Sorry for the long silence. As I mentioned last update, my mental health has not been great and while I have so far avoided hospitalization, it's not out of the question yet. I'm sure I've mentioned this before at some point, but in addition to being trans and having to deal with constant gender dysphoria (cause I'm a dumb, cowardly chud who transitioned in her late 30s) I have borderline personality disorder (bpd) and major depressive disorder (mdd). I struggle with hopelessness, self-hatred, intense emotional instability and frequent thoughts of un-aliving myself. I've attempted it several times over the past few years, resulting in involuntary stays at the Loony Bin Hotel and as such, I prefer to avoid another visit. And while I'm doing my best, but I'm not what I used to be and y'all can certainly tell from my erratic output these past couple of years.
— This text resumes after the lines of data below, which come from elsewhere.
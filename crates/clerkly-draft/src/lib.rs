/*
 * lib.rs
 * Copyright (c) 2025 Clerkly Contributors
 */

//! Template-based legal document assembly.
//!
//! This crate turns a document type plus a sparse map of case fields into an
//! ordered, styled sequence of blocks ready for an encoder. It supports:
//!
//! - A closed set of document types, each with one registered template
//! - Flat field substitution with bracketed placeholders for empty fields
//! - A required-field gate that refuses to emit placeholder-filled documents
//! - JSON, plain-text and Markdown serialization of the result
//!
//! # Architecture
//!
//! ```text
//! FieldStore ──snapshot──▶ FieldMap
//!                             │
//!        DocumentType ──▶ TemplateRegistry::lookup
//!                             │
//!                    validate_required
//!                             │
//!                   ResolvedFields::resolve
//!                             │
//!                      builder(&resolved)
//!                             │
//!                          Document ──▶ writers::write_document
//! ```
//!
//! Assembly is pure and synchronous: the same `(type, fields)` pair always
//! yields the same blocks.
//!
//! # Example
//!
//! ```
//! use clerkly_draft::{FieldMap, assemble};
//!
//! let fields: FieldMap = [("clientName", "Jane Doe"), ("caseDetails", "rent was not paid")]
//!     .into_iter()
//!     .collect();
//!
//! let doc = assemble("legal-notice", &fields)?;
//! assert_eq!(doc.blocks()[0].plain_text(), "LEGAL NOTICE");
//! # Ok::<(), clerkly_draft::DraftError>(())
//! ```

pub mod assembler;
pub mod block;
pub mod document;
pub mod error;
pub mod fields;
pub mod registry;
pub mod resolver;
pub mod templates;
pub mod types;
pub mod writers;

// Re-export main types at crate root
pub use assembler::{Assembler, assemble};
pub use block::{Alignment, Block, Blocks, Run};
pub use document::{Document, DocumentProperties};
pub use error::{DraftError, DraftResult, ExportError};
pub use fields::{FIELDS, FieldMap, FieldSpec, FieldStore, field_spec, required_fields};
pub use registry::TemplateRegistry;
pub use resolver::{ResolvedFields, resolve, validate_required};
pub use templates::{Builder, template_fields};
pub use types::DocumentType;
pub use writers::{OutputFormat, output_file_name, write_document, write_to_string};
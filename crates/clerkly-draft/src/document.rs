/*
 * document.rs
 * Copyright (c) 2025 Clerkly Contributors
 */

//! The assembled document handed to a writer.

use serde::{Deserialize, Serialize};

use crate::block::{Block, Blocks};
use crate::types::DocumentType;

/// Document-level properties.
///
/// Only the source document type is recorded; page setup and styles are
/// left to the encoder's defaults.
#[derive(Debug, Clone, Copy, PartialEq, Eq, Serialize, Deserialize)]
pub struct DocumentProperties {
    pub document_type: DocumentType,
}

/// An assembled document.
///
/// Built once from a field snapshot and never mutated afterwards.
#[derive(Debug, Clone, PartialEq, Eq, Serialize, Deserialize)]
pub struct Document {
    properties: DocumentProperties,
    blocks: Blocks,
}

impl Document {
    pub fn new(document_type: DocumentType, blocks: Blocks) -> Self {
        Self {
            properties: DocumentProperties { document_type },
            blocks,
        }
    }

    pub fn properties(&self) -> &DocumentProperties {
        &self.properties
    }

    pub fn document_type(&self) -> DocumentType {
        self.properties.document_type
    }

    pub fn blocks(&self) -> &[Block] {
        &self.blocks
    }

    /// Take ownership of the block sequence.
    pub fn into_blocks(self) -> Blocks {
        self.blocks
    }

    pub fn len(&self) -> usize {
        self.blocks.len()
    }

    pub fn is_empty(&self) -> bool {
        self.blocks.is_empty()
    }
}
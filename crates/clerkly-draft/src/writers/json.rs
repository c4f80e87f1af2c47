/*
 * writers/json.rs
 * Copyright (c) 2025 Clerkly Contributors
 */

//! JSON writer.
//!
//! Emits the document as pretty-printed JSON with each block tagged by
//! `type` (`heading`, `paragraph`, `blank-line`).

use std::io::Write;

use crate::document::Document;
use crate::error::ExportError;

pub fn write<W: Write>(doc: &Document, buf: &mut W) -> Result<(), ExportError> {
    serde_json::to_writer_pretty(&mut *buf, doc)?;
    writeln!(buf)?;
    Ok(())
}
I'm not going to give hard update days anymore, because I keep failing to meet them again and again. I'll always aim for one a week and don't plan to change my work habits. But I won't pretend these things take longer (since I am actually trying much harder than I used to back when I popped 3 of these out a week) and I can't deny how badly my mental health and depression are interfering with my ability to art. Just expect updates to come roughly a week after the last, really. Sometimes it may be a couple of days late, but I never really stop working on them.
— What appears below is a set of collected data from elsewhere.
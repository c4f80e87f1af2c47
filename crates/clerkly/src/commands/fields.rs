/*
 * fields.rs
 * Copyright (c) 2025 Clerkly Contributors
 */

//! Fields command implementation

use anyhow::Result;

use clerkly_draft::{DocumentType, field_spec, template_fields};

/// Execute the fields command
pub fn execute(document_type: &str) -> Result<()> {
    let document_type = DocumentType::from_id(document_type)?;

    for name in template_fields(document_type) {
        let Some(spec) = field_spec(name) else {
            continue;
        };
        let required = if spec.required { "required" } else { "optional" };
        println!(
            "{:<18} {:<18} {:<9} {}",
            spec.name, spec.label, required, spec.placeholder
        );
    }
    Ok(())
}
/*
 * writers/mod.rs
 * Copyright (c) 2025 Clerkly Contributors
 *
 * Text serializers for assembled documents.
 */

//! Text serializers for assembled documents.
//!
//! Encoding into a word-processor package is left to an external encoder;
//! the JSON writer produces the hand-off form that encoder consumes. The
//! plain and Markdown writers exist for previewing and for piping into
//! other tools.

use std::io::Write;

use serde::{Deserialize, Serialize};

use crate::document::Document;
use crate::error::ExportError;
use crate::types::DocumentType;

pub mod json;
pub mod markdown;
pub mod plain;

/// Output format identifier.
#[derive(Debug, Clone, Copy, PartialEq, Eq, Hash, Default, Serialize, Deserialize)]
#[serde(rename_all = "lowercase")]
pub enum OutputFormat {
    /// Tagged block sequence for an external encoder
    #[default]
    Json,
    /// One line per paragraph
    Plain,
    /// Markdown with `#` headings and `**` bold runs
    Markdown,
}

impl OutputFormat {
    pub fn as_str(&self) -> &'static str {
        match self {
            OutputFormat::Json => "json",
            OutputFormat::Plain => "plain",
            OutputFormat::Markdown => "markdown",
        }
    }

    /// File extension used for output files, without the dot.
    pub fn extension(&self) -> &'static str {
        match self {
            OutputFormat::Json => "json",
            OutputFormat::Plain => "txt",
            OutputFormat::Markdown => "md",
        }
    }

    pub fn all() -> &'static [OutputFormat] {
        &[OutputFormat::Json, OutputFormat::Plain, OutputFormat::Markdown]
    }
}

impl std::fmt::Display for OutputFormat {
    fn fmt(&self, f: &mut std::fmt::Formatter<'_>) -> std::fmt::Result {
        write!(f, "{}", self.as_str())
    }
}

impl std::str::FromStr for OutputFormat {
    type Err = ExportError;

    fn from_str(s: &str) -> Result<Self, Self::Err> {
        match s.to_lowercase().as_str() {
            "json" => Ok(OutputFormat::Json),
            "plain" | "txt" | "text" => Ok(OutputFormat::Plain),
            "markdown" | "md" => Ok(OutputFormat::Markdown),
            _ => Err(ExportError::UnknownFormat {
                name: s.to_string(),
            }),
        }
    }
}

/// Write a document in the given format.
pub fn write_document<W: Write>(
    doc: &Document,
    format: OutputFormat,
    buf: &mut W,
) -> Result<(), ExportError> {
    match format {
        OutputFormat::Json => json::write(doc, buf),
        OutputFormat::Plain => Ok(plain::write(doc, buf)?),
        OutputFormat::Markdown => Ok(markdown::write(doc, buf)?),
    }
}

/// Write a document in the given format to a string.
pub fn write_to_string(doc: &Document, format: OutputFormat) -> Result<String, ExportError> {
    let mut buf = Vec::new();
    write_document(doc, format, &mut buf)?;
    // Every writer emits UTF-8.
    Ok(String::from_utf8_lossy(&buf).into_owned())
}

/// Conventional output file name: `{documentType}-{timestamp}.{ext}`.
///
/// `timestamp_millis` is the creation time in milliseconds since the Unix
/// epoch. It is passed in so naming stays independent of the clock.
pub fn output_file_name(
    document_type: DocumentType,
    timestamp_millis: u128,
    format: OutputFormat,
) -> String {
    format!(
        "{}-{}.{}",
        document_type.id(),
        timestamp_millis,
        format.extension()
    )
}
I'm not going to be raising the price for admission here, so if y'all upped your pledge in preparation, I truly appreciate it, but there's no need. What I offer here, especially in my current sorry state isn't worth what I already ask and I can't in good conscious raise prices as things are.
That's it for this update's pity party. I apologize for whining so much. I feel obligated to at least let y'all know why I've been radio silent for almost two weeks. It wasn't planned and I felt a lot of guilt but I simply could not draw anything worth a shit for almost a week due to my mental health. It took a great deal of cleaning up to make this one remotely presentable. Anyways, I said I was done whining and here I am doing more of it. Next update will be in roughly a week from now. Hope y'all are still enjoying this despite it all. Thanks for always being supportive and caring towards me y'all.
Love y'all. See you with a new one in about a week.